## EXERCISE AIM
If a line of the data below holds the word "SessionEvent", list it.

--- START ---

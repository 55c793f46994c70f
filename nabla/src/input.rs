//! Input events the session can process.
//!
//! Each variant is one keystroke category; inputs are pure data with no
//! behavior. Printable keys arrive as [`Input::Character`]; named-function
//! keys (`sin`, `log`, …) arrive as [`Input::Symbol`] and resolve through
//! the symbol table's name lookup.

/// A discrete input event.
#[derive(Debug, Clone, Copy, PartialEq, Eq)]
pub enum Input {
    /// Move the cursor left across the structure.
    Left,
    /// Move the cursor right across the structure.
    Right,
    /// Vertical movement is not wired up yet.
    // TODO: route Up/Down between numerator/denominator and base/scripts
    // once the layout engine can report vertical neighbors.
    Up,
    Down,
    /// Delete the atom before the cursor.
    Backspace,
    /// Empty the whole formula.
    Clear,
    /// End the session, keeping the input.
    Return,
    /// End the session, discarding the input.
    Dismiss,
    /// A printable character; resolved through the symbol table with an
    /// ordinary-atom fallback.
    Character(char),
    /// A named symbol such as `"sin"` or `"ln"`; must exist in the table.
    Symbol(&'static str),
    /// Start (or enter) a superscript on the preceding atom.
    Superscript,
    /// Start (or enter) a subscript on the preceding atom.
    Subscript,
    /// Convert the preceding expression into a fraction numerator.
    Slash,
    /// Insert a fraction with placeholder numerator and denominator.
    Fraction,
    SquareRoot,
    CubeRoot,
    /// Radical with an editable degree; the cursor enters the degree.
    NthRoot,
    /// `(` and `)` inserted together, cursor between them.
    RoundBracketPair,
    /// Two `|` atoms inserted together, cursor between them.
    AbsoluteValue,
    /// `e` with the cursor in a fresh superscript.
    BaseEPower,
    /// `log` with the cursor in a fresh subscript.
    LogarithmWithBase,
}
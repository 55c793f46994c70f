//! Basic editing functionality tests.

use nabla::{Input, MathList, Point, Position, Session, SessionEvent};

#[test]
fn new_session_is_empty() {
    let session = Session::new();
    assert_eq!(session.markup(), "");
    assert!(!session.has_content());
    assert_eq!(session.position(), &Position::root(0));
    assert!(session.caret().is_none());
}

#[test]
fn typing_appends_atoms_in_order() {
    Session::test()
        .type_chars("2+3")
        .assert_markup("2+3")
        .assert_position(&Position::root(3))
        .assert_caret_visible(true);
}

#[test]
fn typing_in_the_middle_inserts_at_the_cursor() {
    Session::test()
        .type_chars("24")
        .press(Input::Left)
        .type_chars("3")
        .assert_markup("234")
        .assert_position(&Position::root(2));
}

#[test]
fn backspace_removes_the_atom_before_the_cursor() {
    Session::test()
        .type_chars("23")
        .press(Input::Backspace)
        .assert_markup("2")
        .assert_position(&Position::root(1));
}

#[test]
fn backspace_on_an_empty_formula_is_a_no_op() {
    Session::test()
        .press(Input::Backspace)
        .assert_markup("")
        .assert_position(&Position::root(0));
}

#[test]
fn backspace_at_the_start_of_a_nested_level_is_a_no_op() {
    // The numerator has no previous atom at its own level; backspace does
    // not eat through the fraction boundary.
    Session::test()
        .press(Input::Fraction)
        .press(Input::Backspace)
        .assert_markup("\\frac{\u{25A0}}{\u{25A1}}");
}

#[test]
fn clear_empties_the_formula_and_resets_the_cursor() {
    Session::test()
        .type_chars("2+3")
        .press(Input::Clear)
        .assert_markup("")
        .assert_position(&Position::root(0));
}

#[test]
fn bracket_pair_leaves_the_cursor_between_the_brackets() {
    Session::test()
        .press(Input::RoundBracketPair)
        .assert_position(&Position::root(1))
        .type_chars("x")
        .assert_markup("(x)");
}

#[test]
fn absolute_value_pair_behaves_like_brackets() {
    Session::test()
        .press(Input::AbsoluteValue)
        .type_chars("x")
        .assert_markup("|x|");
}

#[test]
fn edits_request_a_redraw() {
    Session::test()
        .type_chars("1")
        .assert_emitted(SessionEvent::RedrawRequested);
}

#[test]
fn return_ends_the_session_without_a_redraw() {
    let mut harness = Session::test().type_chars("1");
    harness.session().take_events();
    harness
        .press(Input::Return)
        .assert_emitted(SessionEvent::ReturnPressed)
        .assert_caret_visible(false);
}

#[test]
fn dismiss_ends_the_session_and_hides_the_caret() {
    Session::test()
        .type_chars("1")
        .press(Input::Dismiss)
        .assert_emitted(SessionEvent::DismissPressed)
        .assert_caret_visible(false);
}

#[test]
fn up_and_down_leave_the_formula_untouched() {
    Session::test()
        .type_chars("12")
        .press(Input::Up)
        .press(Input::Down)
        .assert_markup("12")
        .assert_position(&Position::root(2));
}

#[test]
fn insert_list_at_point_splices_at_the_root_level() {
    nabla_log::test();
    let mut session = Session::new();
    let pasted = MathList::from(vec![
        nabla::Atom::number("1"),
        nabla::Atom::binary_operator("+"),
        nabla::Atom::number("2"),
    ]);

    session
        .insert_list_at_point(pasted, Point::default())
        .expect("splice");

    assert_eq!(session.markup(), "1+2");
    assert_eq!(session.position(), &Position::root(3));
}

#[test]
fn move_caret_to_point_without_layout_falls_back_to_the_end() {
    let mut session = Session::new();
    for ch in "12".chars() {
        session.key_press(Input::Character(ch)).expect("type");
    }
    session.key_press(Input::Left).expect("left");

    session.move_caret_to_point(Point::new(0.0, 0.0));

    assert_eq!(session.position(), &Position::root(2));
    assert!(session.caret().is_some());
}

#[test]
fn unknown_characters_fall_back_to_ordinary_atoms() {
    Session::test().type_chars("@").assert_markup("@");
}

--- END ---

## ANSWER SPACE
use nabla::{Input, MathList, Point, Position, Session, SessionEvent};
        .assert_emitted(SessionEvent::RedrawRequested);
        .assert_emitted(SessionEvent::ReturnPressed)
        .assert_emitted(SessionEvent::DismissPressed)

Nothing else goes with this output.